_Work instruction_: Look through the entries for the string "EnvFilter" and copy every line where it shows up.

(Stored data entries)

/---

//! Logging Infrastructure
//!
//! Console output always goes to stderr so exports written to stdout stay
//! clean. An optional directory adds a daily rotating file.

use std::fs;
use std::path::Path;
use tracing_appender::rolling::{RollingFileAppender, Rotation};
use tracing_subscriber::{EnvFilter, Layer, fmt, prelude::*};

/// Initialize the logging system
///
/// # Arguments
/// * `level` - Log level (e.g., "info", "debug", "warn"); `RUST_LOG` wins if set
/// * `json_format` - JSON lines instead of the human-readable format
/// * `log_dir` - Optional directory for `app.YYYY-MM-DD` log files
pub fn init_logger_with_file(level: &str, json_format: bool, log_dir: Option<&str>) -> anyhow::Result<()> {
    let env_filter = EnvFilter::try_from_default_env().unwrap_or_else(|_| EnvFilter::new(level));

    let console_layer = if json_format {
        fmt::layer()
            .json()
            .with_target(true)
            .with_current_span(true)
            .with_writer(std::io::stderr)
            .boxed()
    } else {
        fmt::layer()
            .with_target(false)
            .with_writer(std::io::stderr)
            .boxed()
    };

    let file_layer = match log_dir {
        Some(dir) => {
            let log_dir = Path::new(dir);
            fs::create_dir_all(log_dir)?;
            let app_log = RollingFileAppender::new(Rotation::DAILY, log_dir, "app");
            Some(
                fmt::layer()
                    .json()
                    .with_target(true)
                    .with_file(true)
                    .with_line_number(true)
                    .with_ansi(false)
                    .with_writer(std::sync::Mutex::new(app_log))
                    .boxed(),
            )
        }
        None => None,
    };

    tracing_subscriber::registry()
        .with(env_filter)
        .with(console_layer)
        .with(file_layer)
        .try_init()?;

    Ok(())
}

\---

_Response_:
use tracing_subscriber::{EnvFilter, Layer, fmt, prelude::*};
    let env_filter = EnvFilter::try_from_default_env().unwrap_or_else(|_| EnvFilter::new(level));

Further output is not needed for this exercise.